There were 921 households, out of which 41.2% had children under the age of 18 living with them, 65.8% were married couples living together, 8.8% had a female householder with no husband present, and 22.3% were non-families. 17.8% of all households were made up of individuals, and 7.2% had someone living alone who was 65 years of age or older. The average household size was 2.82 and the average family size was 3.23.

In the city, the population was spread out, with 30.6% under the age of 18, 6.9% from 18 to 24, 32.6% from 25 to 44, 20.7% from 45 to 64, and 9.2% who were 65 years of age or older. The median age was 34 years. For every 100 females, there were 98.6 males. For every 100 females age 18 and over, there were 93.4 males.
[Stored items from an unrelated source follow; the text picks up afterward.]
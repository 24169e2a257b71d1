//! Swap sizing to move a pool onto a target reserve ratio
//!
//! Swapping `x` of the input asset into a pool with reserves
//! `(r_in, r_out)` leaves `r_in' = r_in + x` and
//! `r_out' = r_out * 1000 r_in / (1000 r_in + 997 x)`. Requiring
//! `r_out' / r_in' = t_out / t_in` gives the quadratic
//!
//! ```text
//! 997 x^2 + 1997 r_in x + 1000 r_in^2 - 1000 r_in r_out t_in / t_out = 0
//! ```
//!
//! [`SolverMode::Exact`] takes its positive root. [`SolverMode::ClosedForm`]
//! drops the fee cross term and uses
//!
//! ```text
//! x = sqrt(r_in r_out * 1000 * t_in / (t_out * 997)) - r_in * 1000 / 997
//! ```
//!
//! which overshoots by up to 0.3% of the price for small moves but
//! reproduces historical settlements computed that way.
//! All arithmetic is integer; intermediates run in 512 bits.

use crate::error::{AmmError, Result};
use crate::pool_traits::PoolReserves;
use crate::v2_math::{narrow, V2Math, FEE_DENOMINATOR, FEE_NUMERATOR};
use ethers_core::types::{U256, U512};
use rust_decimal::Decimal;
use serde::{Deserialize, Serialize};
use tracing::debug;

/// Decimal places of a reported price
pub const PRICE_SCALE: u32 = 20;

/// Desired `reserve_quote / reserve_base`, as an integer pair
#[derive(Debug, Clone, Copy, PartialEq, Eq, Serialize, Deserialize)]
pub struct TargetRatio {
    #[serde(with = "crate::serde_u256")]
    pub base: U256,
    #[serde(with = "crate::serde_u256")]
    pub quote: U256,
}

impl TargetRatio {
    /// Target ratio with both components positive
    pub fn new(base: U256, quote: U256) -> Result<Self> {
        let target = Self { base, quote };
        target.validate()?;
        Ok(target)
    }

    pub fn validate(&self) -> Result<()> {
        if self.base.is_zero() || self.quote.is_zero() {
            return Err(AmmError::InvalidTarget {
                base: self.base,
                quote: self.quote,
            });
        }
        Ok(())
    }

    /// Relative distance between the pool price and this target:
    /// `|reserve_quote * base - reserve_base * quote| / (reserve_base * quote)`
    pub fn deviation(&self, reserves: &PoolReserves) -> Result<Decimal> {
        self.validate()?;
        if reserves.base.is_zero() {
            return Err(AmmError::division_by_zero("deviation"));
        }
        let pool_side = reserves.quote.full_mul(self.base);
        let target_side = reserves.base.full_mul(self.quote);
        let difference = if pool_side > target_side {
            pool_side - target_side
        } else {
            target_side - pool_side
        };
        ratio_to_decimal(difference, target_side)
    }
}

/// Direction and size of the single swap that rebalances a pool
#[derive(Debug, Clone, Copy, Default, PartialEq, Eq, Serialize, Deserialize)]
pub struct RebalancePlan {
    pub base_to_quote: bool,
    #[serde(with = "crate::serde_u256")]
    pub amount_in: U256,
    #[serde(with = "crate::serde_u256")]
    pub amount_out: U256,
}

impl RebalancePlan {
    /// Plan for a pool already at (or beyond) its target
    pub fn no_op(base_to_quote: bool) -> Self {
        Self {
            base_to_quote,
            ..Default::default()
        }
    }

    pub fn is_no_op(&self) -> bool {
        self.amount_in.is_zero()
    }
}

/// How the swap size is derived from the target
#[derive(Debug, Clone, Copy, Default, PartialEq, Eq, Serialize, Deserialize)]
#[serde(rename_all = "snake_case")]
pub enum SolverMode {
    /// Positive root of the fee-aware ratio equation
    #[default]
    Exact,
    /// Square-root approximation without the fee cross term
    ClosedForm,
}

impl std::str::FromStr for SolverMode {
    type Err = String;

    fn from_str(text: &str) -> std::result::Result<Self, Self::Err> {
        match text.to_ascii_lowercase().replace('-', "_").as_str() {
            "exact" => Ok(Self::Exact),
            "closed_form" => Ok(Self::ClosedForm),
            other => Err(format!("unknown solver mode: {other}")),
        }
    }
}

/// Computes the single swap that rebalances a pool
#[derive(Debug, Clone, Copy, Default)]
pub struct RatioSolver {
    mode: SolverMode,
}

impl RatioSolver {
    pub fn new(mode: SolverMode) -> Self {
        Self { mode }
    }

    pub fn mode(&self) -> SolverMode {
        self.mode
    }

    /// Swap plan moving `reserves` onto `target`
    ///
    /// The pool sells base when it holds more quote per base than the target
    /// asks for, and sells quote otherwise. A non-positive swap size means the
    /// pool is already there and yields [`RebalancePlan::no_op`].
    pub fn solve(&self, reserves: &PoolReserves, target: &TargetRatio) -> Result<RebalancePlan> {
        target.validate()?;
        if reserves.is_empty() {
            return Err(AmmError::division_by_zero("ratio solver reserves"));
        }

        let pool_side = reserves.quote.full_mul(target.base);
        let target_side = reserves.base.full_mul(target.quote);
        let base_to_quote = target_side < pool_side;
        if pool_side == target_side {
            return Ok(RebalancePlan::no_op(base_to_quote));
        }

        let (reserve_in, reserve_out) = reserves.directional(base_to_quote);
        let (target_in, target_out) = if base_to_quote {
            (target.base, target.quote)
        } else {
            (target.quote, target.base)
        };

        let amount_in = match self.mode {
            SolverMode::Exact => exact_amount_in(reserve_in, reserve_out, target_in, target_out)?,
            SolverMode::ClosedForm => {
                closed_form_amount_in(reserve_in, reserve_out, target_in, target_out)?
            }
        };
        if amount_in.is_zero() {
            debug!(base_to_quote, "Pool already at or beyond target ratio");
            return Ok(RebalancePlan::no_op(base_to_quote));
        }

        let amount_out = V2Math::get_amount_out(amount_in, reserve_in, reserve_out)?;
        if amount_out.is_zero() {
            return Err(AmmError::precision_loss("rebalancing swap output rounds to zero"));
        }

        debug!(
            base_to_quote,
            mode = ?self.mode,
            %amount_in,
            %amount_out,
            "Solved rebalancing swap"
        );
        Ok(RebalancePlan {
            base_to_quote,
            amount_in,
            amount_out,
        })
    }
}

/// `floor((sqrt(1997^2 r_in^2 + 4 * 997 * 1000 (r_in r_out t_in / t_out - r_in^2)) - 1997 r_in) / 1994)`
fn exact_amount_in(
    reserve_in: U256,
    reserve_out: U256,
    target_in: U256,
    target_out: U256,
) -> Result<U256> {
    let overflow = || AmmError::overflow("exact ratio solver");
    let fee_sum = U512::from(FEE_NUMERATOR + FEE_DENOMINATOR);

    let product_side = reserve_in
        .full_mul(reserve_out)
        .checked_mul(U512::from(target_in))
        .ok_or_else(overflow)?;
    let square_side = reserve_in
        .full_mul(reserve_in)
        .checked_mul(U512::from(target_out))
        .ok_or_else(overflow)?;
    if product_side <= square_side {
        return Ok(U256::zero());
    }

    let linear = U512::from(reserve_in) * fee_sum;
    let scaled_gap = (product_side - square_side)
        .checked_mul(U512::from(4 * FEE_NUMERATOR * FEE_DENOMINATOR))
        .ok_or_else(overflow)?
        / U512::from(target_out);
    let discriminant = linear
        .checked_mul(linear)
        .and_then(|square| square.checked_add(scaled_gap))
        .ok_or_else(overflow)?;

    let root = V2Math::integer_sqrt(discriminant);
    if root <= linear {
        return Ok(U256::zero());
    }
    narrow(
        (root - linear) / U512::from(2 * FEE_NUMERATOR),
        "exact ratio solver amount in",
    )
}

fn closed_form_amount_in(
    reserve_in: U256,
    reserve_out: U256,
    target_in: U256,
    target_out: U256,
) -> Result<U256> {
    let scaled_invariant = reserve_in
        .full_mul(reserve_out)
        .checked_mul(U512::from(FEE_DENOMINATOR))
        .and_then(|value| value.checked_mul(U512::from(target_in)))
        .ok_or_else(|| AmmError::overflow("ratio solver invariant"))?;
    let left = V2Math::integer_sqrt(
        scaled_invariant / (U512::from(target_out) * U512::from(FEE_NUMERATOR)),
    );
    let right = U512::from(reserve_in) * U512::from(FEE_DENOMINATOR) / U512::from(FEE_NUMERATOR);
    if left <= right {
        return Ok(U256::zero());
    }
    narrow(left - right, "ratio solver amount in")
}

/// `reserve_quote / reserve_base` truncated to [`PRICE_SCALE`] decimals
pub fn price_of(reserves: &PoolReserves) -> Result<Decimal> {
    if reserves.base.is_zero() {
        return Err(AmmError::division_by_zero("price"));
    }
    ratio_to_decimal(U512::from(reserves.quote), U512::from(reserves.base))
}

/// Truncated decimal of `numerator / denominator`, giving up fractional
/// digits when the integer part needs the room
fn ratio_to_decimal(numerator: U512, denominator: U512) -> Result<Decimal> {
    if denominator.is_zero() {
        return Err(AmmError::division_by_zero("ratio"));
    }
    for scale in (0..=PRICE_SCALE).rev() {
        let Some(shifted) = numerator.checked_mul(U512::exp10(scale as usize)) else {
            continue;
        };
        let scaled = shifted / denominator;
        // 96-bit mantissa
        if scaled.bits() <= 96 {
            return Decimal::try_from_i128_with_scale(scaled.as_u128() as i128, scale)
                .map_err(|_| AmmError::overflow("ratio exceeds decimal range"));
        }
    }
    Err(AmmError::overflow("ratio exceeds decimal range"))
}
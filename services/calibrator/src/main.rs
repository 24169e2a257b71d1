//! Calibrator CLI
//!
//! Usage:
//!   calibrator solve --reserve-base 10000000000000000000 --reserve-quote 50000000000000000000 --target-base 4 --target-quote 10
//!   calibrator simulate --reserve-base 1_000000000000000000 --reserve-quote 0x56bc75e2d63100000 --target-base 1 --target-quote 12 --flavor MDEX
//!   calibrator pick-sell --reserve-base 10000 --reserve-quote 50000 --price-base 1 --price-quote 4 --start 0 --end 10000
//!   calibrator --config config/calibrator.toml --environment staging show-config

use anyhow::{Context, Result};
use calibrator::logging::init_tracing;
use calibrator::{
    plan_calibration, AmmAdapter, AmmFlavor, Calibrator, PoolKey, PoolReserves, SimulatedAmm,
    TargetRatio, TokenLedger,
};
use calibrator_amm::{price_of, serde_u256, Address, PoolView, RatioSolver, SolverMode, U256};
use calibrator_config::{defaults, CalibratorConfig};
use clap::{Args, Parser, Subcommand};
use serde_json::json;
use std::path::{Path, PathBuf};
use tracing::{info, warn};

#[derive(Parser, Debug)]
#[command(name = "calibrator")]
#[command(about = "Rebalance constant-product pools onto a target reserve ratio")]
#[command(version)]
struct Cli {
    /// Path to configuration file
    #[arg(short, long)]
    config: Option<PathBuf>,

    /// Environment overlay to apply (environments/<name>.toml)
    #[arg(short, long)]
    environment: Option<String>,

    #[command(subcommand)]
    command: Command,
}

#[derive(Subcommand, Debug)]
enum Command {
    /// Print the single swap that moves the reserves onto the target
    Solve {
        #[command(flatten)]
        pool: PoolArgs,
        #[command(flatten)]
        target: TargetArgs,
        /// Overrides the configured solver (exact, closed_form)
        #[arg(long)]
        solver: Option<SolverMode>,
    },
    /// Seed an in-memory pool, then estimate and calibrate it
    Simulate {
        #[command(flatten)]
        pool: PoolArgs,
        #[command(flatten)]
        target: TargetArgs,
        /// AMM flavor tag, defaults to the configured one
        #[arg(long)]
        flavor: Option<AmmFlavor>,
    },
    /// Smallest base purchase reaching a price
    PickBuy(SearchArgs),
    /// Smallest base sale reaching a price
    PickSell(SearchArgs),
    /// Print the effective configuration
    ShowConfig,
}

#[derive(Args, Debug)]
struct PoolArgs {
    #[arg(long, value_parser = serde_u256::parse)]
    reserve_base: U256,
    #[arg(long, value_parser = serde_u256::parse)]
    reserve_quote: U256,
}

#[derive(Args, Debug)]
struct TargetArgs {
    #[arg(long, value_parser = serde_u256::parse)]
    target_base: U256,
    #[arg(long, value_parser = serde_u256::parse)]
    target_quote: U256,
}

#[derive(Args, Debug)]
struct SearchArgs {
    #[command(flatten)]
    pool: PoolArgs,
    #[arg(long, value_parser = serde_u256::parse)]
    price_base: U256,
    #[arg(long, value_parser = serde_u256::parse)]
    price_quote: U256,
    #[arg(long, value_parser = serde_u256::parse)]
    start: U256,
    #[arg(long, value_parser = serde_u256::parse)]
    end: U256,
}

fn main() -> Result<()> {
    let cli = Cli::parse();

    let (config, loaded_from) = load_config(&cli)?;
    init_tracing(&config.global)?;
    match loaded_from {
        Some(path) => info!("📂 Configuration loaded from {:?}", path),
        None => warn!("No configuration file found, using defaults"),
    }

    let calibrator = Calibrator::from_config(&config);
    let output = match cli.command {
        Command::Solve {
            pool,
            target,
            solver,
        } => {
            let solver = solver.map(RatioSolver::new).unwrap_or(calibrator.solver());
            let reserves = pool.reserves();
            let plan = solver.solve(&reserves, &target.ratio()?)?;
            json!({ "solver": solver.mode(), "plan": plan })
        }
        Command::Simulate {
            pool,
            target,
            flavor,
        } => {
            let flavor = match flavor {
                Some(flavor) => flavor,
                None => config.calibrator.flavor.parse()?,
            };
            simulate(&calibrator, flavor, &pool.reserves(), &target.ratio()?)?
        }
        Command::PickBuy(args) => {
            let swap = calibrator.pick_buy(&args.pool.reserves(), &args.price()?, args.start, args.end)?;
            json!(swap)
        }
        Command::PickSell(args) => {
            let swap = calibrator.pick_sell(&args.pool.reserves(), &args.price()?, args.start, args.end)?;
            json!(swap)
        }
        Command::ShowConfig => {
            print!("{}", config.to_toml()?);
            return Ok(());
        }
    };

    println!("{}", serde_json::to_string_pretty(&output)?);
    Ok(())
}

fn load_config(cli: &Cli) -> Result<(CalibratorConfig, Option<PathBuf>)> {
    let path = match &cli.config {
        Some(path) => path.clone(),
        None => {
            let default = PathBuf::from(defaults::CONFIG_PATH);
            if !default.exists() {
                return Ok((CalibratorConfig::default(), None));
            }
            default
        }
    };
    let config = CalibratorConfig::load(Some(Path::new(&path)), cli.environment.as_deref())
        .with_context(|| format!("Failed to load configuration from {path:?}"))?;
    Ok((config, Some(path)))
}

/// Seed a pool owned by the funding source, then estimate and calibrate it
fn simulate(
    calibrator: &Calibrator,
    flavor: AmmFlavor,
    reserves: &PoolReserves,
    target: &TargetRatio,
) -> Result<serde_json::Value> {
    let operator = calibrator.operator();
    let source = calibrator.vault_config().source_for(operator);
    let (base, quote) = (Address::from_low_u64_be(0xba5e), Address::from_low_u64_be(0x9007e));

    let mut amm = SimulatedAmm::new(flavor);
    let pool = PoolKey::new(amm.create_pool(base, quote)?, base, quote);
    amm.mint_token(base, source, reserves.base);
    amm.mint_token(quote, source, reserves.quote);
    amm.deposit(&pool, reserves.base, reserves.quote, source, source)
        .context("Failed to seed pool")?;
    if source != operator {
        for token in [pool.pair, base, quote] {
            amm.approve(token, source, operator, U256::MAX);
        }
    }

    // The source supplies whatever the plan requires
    let vault = calibrator.vault_config();
    let plan = plan_calibration(
        &amm.snapshot(&pool)?,
        amm.balance_of(pool.pair, source),
        target,
        vault.minimum_base(),
        &calibrator.solver(),
    )?;
    amm.mint_token(base, source, plan.settlement.required_base);
    amm.mint_token(quote, source, plan.settlement.required_quote);

    let estimate = calibrator.estimate(&amm, &pool, target, operator)?;
    let settlement = calibrator.calibrate(&mut amm, &pool, target, operator, source)?;

    Ok(json!({
        "flavor": amm.flavor(),
        "pool": pool,
        "estimate": estimate,
        "settlement": settlement,
        "outcome_price": price_of(&settlement.reserves_after())?,
    }))
}

impl PoolArgs {
    fn reserves(&self) -> PoolReserves {
        PoolReserves::new(self.reserve_base, self.reserve_quote)
    }
}

impl TargetArgs {
    fn ratio(&self) -> Result<TargetRatio> {
        Ok(TargetRatio::new(self.target_base, self.target_quote)?)
    }
}

impl SearchArgs {
    fn price(&self) -> Result<TargetRatio> {
        Ok(TargetRatio::new(self.price_base, self.price_quote)?)
    }
}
The median income for a household in the city was $50,284, and the median income for a family was $56,429. Males had a median income of $41,005 versus $25,776 for females. The per capita income for the city was $20,455. About 5.7% of families and 6.6% of the population were below the poverty line, including 8.8% of those under age 18 and 5.0% of those age 65 or over.

==Government==
In 2005, the Dundee City Council voted to disband its police department and contract police services to the Newberg Police Department in nearby Newberg. The Newberg Police Department was then renamed the Newberg-Dundee Police Department.